Covariance and Contravariance (computer Science) - Formal Definition

Formal Definition

Within the type system of a programming language, a typing rule or a type conversion operator is:

• covariant if it preserves the ordering, ≤, of types, which orders types from more specific to more generic;
• contravariant if it reverses this ordering, which orders types from more generic to more specific;
• invariant if neither of these applies.

These terms come from category theory, which has a general definition of covariance and contravariance that unifies the computer science definition of these terms with the definition used in vector spaces.

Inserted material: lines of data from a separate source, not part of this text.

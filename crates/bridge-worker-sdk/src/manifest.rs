//! Build-time handler manifest
//!
//! The build pipeline emits a manifest mapping each bundled module key
//! (e.g. `src/index`) to its named handler exports. At startup the worker
//! resolves the handler specifier against this manifest by lookup; there is
//! no runtime introspection of loaded code.
//!
//! A module may carry an init hook, mirroring module-level initialization
//! in the bundled source: the worker runs it exactly once, at load time,
//! before any invocation is processed.

use std::collections::HashMap;

use crate::handler::SharedHandler;

type InitHook = Box<dyn FnOnce() + Send>;

/// One bundled module: an optional init hook plus its named exports
#[derive(Default)]
pub struct ModuleDefinition {
    init: Option<InitHook>,
    exports: HashMap<String, SharedHandler>,
}

impl ModuleDefinition {
    pub fn new() -> Self {
        Self::default()
    }

    /// Attach module-level initialization, run once at load time
    pub fn on_init(mut self, f: impl FnOnce() + Send + 'static) -> Self {
        self.init = Some(Box::new(f));
        self
    }

    /// Register a named export
    pub fn export(mut self, name: impl Into<String>, handler: SharedHandler) -> Self {
        self.exports.insert(name.into(), handler);
        self
    }

    /// Take the init hook, leaving the module without one.
    /// Returns `None` on every call after the first.
    pub fn take_init(&mut self) -> Option<InitHook> {
        self.init.take()
    }

    /// Look up an export by name
    pub fn get(&self, name: &str) -> Option<SharedHandler> {
        self.exports.get(name).cloned()
    }

    /// Names of all registered exports, sorted for stable diagnostics
    pub fn export_names(&self) -> Vec<String> {
        let mut names: Vec<String> = self.exports.keys().cloned().collect();
        names.sort();
        names
    }
}

impl std::fmt::Debug for ModuleDefinition {
    fn fmt(&self, f: &mut std::fmt::Formatter<'_>) -> std::fmt::Result {
        f.debug_struct("ModuleDefinition")
            .field("has_init", &self.init.is_some())
            .field("exports", &self.export_names())
            .finish()
    }
}

/// The full manifest for a handler bundle
#[derive(Default)]
pub struct HandlerManifest {
    modules: HashMap<String, ModuleDefinition>,
}

impl HandlerManifest {
    pub fn new() -> Self {
        Self::default()
    }

    /// Register a module under its bundle-relative key (no extension)
    pub fn module(mut self, key: impl Into<String>, def: ModuleDefinition) -> Self {
        self.modules.insert(key.into(), def);
        self
    }

    /// Mutable access to a registered module
    pub fn module_mut(&mut self, key: &str) -> Option<&mut ModuleDefinition> {
        self.modules.get_mut(key)
    }

    /// Whether a module key is registered
    pub fn contains(&self, key: &str) -> bool {
        self.modules.contains_key(key)
    }
}

impl std::fmt::Debug for HandlerManifest {
    fn fmt(&self, f: &mut std::fmt::Formatter<'_>) -> std::fmt::Result {
        let mut keys: Vec<&String> = self.modules.keys().collect();
        keys.sort();
        f.debug_struct("HandlerManifest").field("modules", &keys).finish()
    }
}
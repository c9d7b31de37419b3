//! Handler trait and adapters
//!
//! A handler takes the raw event payload and an [`ExecutionContext`] and
//! returns a serializable result or a [`HandlerError`]. The handler
//! reference is resolved once at worker startup and shared across all
//! invocations, so module-level state held by the handler persists for the
//! process lifetime (emulating container reuse).

use std::future::Future;
use std::pin::Pin;
use std::sync::Arc;

use serde_json::Value;

use crate::context::ExecutionContext;
use crate::error::HandlerError;

/// Boxed future returned by handler invocations
pub type HandlerFuture = Pin<Box<dyn Future<Output = Result<Value, HandlerError>> + Send>>;

/// A callable handler entry point
pub trait Handler: Send + Sync {
    /// Execute the handler against one event
    fn call(&self, event: Value, ctx: ExecutionContext) -> HandlerFuture;
}

/// Shared handler reference, cloned per invocation
pub type SharedHandler = Arc<dyn Handler>;

struct HandlerFn<F> {
    f: F,
}

impl<F, Fut> Handler for HandlerFn<F>
where
    F: Fn(Value, ExecutionContext) -> Fut + Send + Sync,
    Fut: Future<Output = Result<Value, HandlerError>> + Send + 'static,
{
    fn call(&self, event: Value, ctx: ExecutionContext) -> HandlerFuture {
        Box::pin((self.f)(event, ctx))
    }
}

/// Wrap an async function as a [`SharedHandler`]
///
/// # Example
///
/// ```
/// use bridge_worker_sdk::prelude::*;
///
/// async fn handle(event: JsonValue, _ctx: ExecutionContext) -> Result<JsonValue, HandlerError> {
///     Ok(json!({ "echo": event }))
/// }
///
/// let handler = handler_fn(handle);
/// ```
pub fn handler_fn<F, Fut>(f: F) -> SharedHandler
where
    F: Fn(Value, ExecutionContext) -> Fut + Send + Sync + 'static,
    Fut: Future<Output = Result<Value, HandlerError>> + Send + 'static,
{
    Arc::new(HandlerFn { f })
}

#[cfg(test)]
mod tests {
    use super::*;
    use crate::context::FUNCTION_VERSION;
    use serde_json::json;

    fn test_context() -> ExecutionContext {
        ExecutionContext {
            request_id: "req-1".to_string(),
            invoked_function_arn: "arn:aws:lambda:local:0:function:test".to_string(),
            deadline_ms: 0,
            identity: None,
            client_context: None,
            function_name: "test".to_string(),
            function_version: FUNCTION_VERSION.to_string(),
            memory_limit_in_mb: "128".to_string(),
            log_group_name: "/aws/lambda/test".to_string(),
            log_stream_name: "stream".to_string(),
        }
    }

    #[tokio::test]
    async fn test_handler_fn_passes_event_and_context() {
        let handler = handler_fn(|event, ctx: ExecutionContext| async move {
            Ok(json!({ "event": event, "request_id": ctx.request_id }))
        });

        let result = handler.call(json!({"n": 1}), test_context()).await.unwrap();
        assert_eq!(result, json!({"event": {"n": 1}, "request_id": "req-1"}));
    }

    #[tokio::test]
    async fn test_handler_fn_propagates_errors() {
        let handler =
            handler_fn(|_event, _ctx| async move { Err(HandlerError::error("boom")) });

        let err = handler.call(json!(null), test_context()).await.unwrap_err();
        assert_eq!(err.message, "boom");
    }
}
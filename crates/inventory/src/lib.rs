//! Inventory domain module.
//!
//! Typed in-memory repositories for heterogeneous item kinds, plus a stock
//! manager that isolates per-item failures. Pure domain logic: no IO, no
//! formatting beyond `Display`, no persistence.

pub mod item;
pub mod manager;
pub mod repository;
pub mod shared;

pub use item::{ElectronicItem, GroceryItem, InventoryItem};
pub use manager::{StockAdjustment, StockManager, StockOutcome, Stocks, increase_stock, remove_item_by_id};
pub use repository::Repository;
pub use shared::SharedRepository;
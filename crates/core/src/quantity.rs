//! Non-negative stock quantity.

use serde::{Deserialize, Serialize};

use crate::error::{InventoryError, InventoryResult};
use crate::value_object::ValueObject;

/// Stock level of an item. Always `>= 0`.
///
/// The only ways to obtain a `Quantity` are validating constructors, so an item
/// can never hold a negative stock level, whoever holds a mutable reference.
/// Deserialization runs through the same check.
#[derive(Debug, Copy, Clone, Default, PartialEq, Eq, PartialOrd, Ord, Hash, Serialize, Deserialize)]
#[serde(try_from = "i64", into = "i64")]
pub struct Quantity(i64);

impl Quantity {
    pub const ZERO: Quantity = Quantity(0);

    pub fn new(value: i64) -> InventoryResult<Self> {
        if value < 0 {
            return Err(InventoryError::invalid_quantity(value));
        }
        Ok(Self(value))
    }

    pub fn value(self) -> i64 {
        self.0
    }

    /// Derive `self + delta`.
    ///
    /// Fails with `InvalidQuantity` when the result is negative or does not fit
    /// in an `i64` (the reported value saturates).
    pub fn checked_adjust(self, delta: i64) -> InventoryResult<Self> {
        match self.0.checked_add(delta) {
            Some(next) => Self::new(next),
            None => Err(InventoryError::invalid_quantity(self.0.saturating_add(delta))),
        }
    }
}

impl ValueObject for Quantity {}

impl TryFrom<i64> for Quantity {
    type Error = InventoryError;

    fn try_from(value: i64) -> Result<Self, Self::Error> {
        Self::new(value)
    }
}

impl From<Quantity> for i64 {
    fn from(value: Quantity) -> Self {
        value.0
    }
}

impl core::fmt::Display for Quantity {
    fn fmt(&self, f: &mut core::fmt::Formatter<'_>) -> core::fmt::Result {
        core::fmt::Display::fmt(&self.0, f)
    }
}
//! `stockroom-core` — inventory foundation building blocks.
//!
//! This crate contains **pure domain** primitives (no IO, no formatting, no storage).

pub mod entity;
pub mod error;
pub mod id;
pub mod quantity;
pub mod value_object;

pub use entity::Entity;
pub use error::{ErrorKind, InventoryError, InventoryResult};
pub use id::ItemId;
pub use quantity::Quantity;
pub use value_object::ValueObject;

This distinction is important in considering argument and return types of methods in class hierarchies. In object-oriented languages such as Python, if class B is a subtype of class A, then all member functions of B must return the same or narrower set of types as A; the return type is said to be covariant. On the other hand, if the member functions of B take the same or broader set of arguments compared with the member functions of A, the argument type is said to be contravariant. The problem for instances of B is how to be perfectly substitutable for instances of A. The only way to guarantee type safety and substitutability is to be equally or more liberal than A on inputs, and to be equally or more strict than A on outputs. Note that not all programming languages guarantee both properties in every context, and that some are unnecessarily strict; they are said not to support covariance or contravariance in a given context; the behavior of some programming languages is discussed below.

Typical examples:

• The operator which constructs array types from element types is usually covariant on the base type: since String ≤ Object then ArrayOf(String) ≤ ArrayOf(Object). Note that this is only correct (i.e. type safe) if the array is immutable; if insert and remove operators are permitted, then the insert operator is covariant (e.g. one can insert a String into an ArrayOf(Object)) and the remove operator is contravariant (e.g. one can remove an Object from an ArrayOf(String)). Since the mutators have conflicting variance, mutable arrays should be invariant on the base type.
• Let f be a function with a parameter of type T and let g be a function with a parameter of type S, both with the same return type. If T ≤ S, then g ≤ f. g can replace f anywhere, since it cares less about the type of its parameter, and both return the same type. Because the subtype relation between the argument type and the functions is reversed, the function type is said to be contravariant on its argument type.
• Let f be a function that returns a value of type T and let g be a function that returns a value of type S, both with the same parameter type. If T ≤ S, then f ≤ g. f can replace g anywhere, since it returns only a subset of all possible values returned by g, and both take the same argument. Because the subtype relation between the argument type and the functions is preserved, the function type is said to be covariant on its return type.

In object-oriented programming, substitution is also implicitly invoked by overriding methods in subclasses: the new method can be used where the old method was invoked in the original code. Programming languages vary widely on their allowed forms of overriding, and on the variance of overridden methods' types.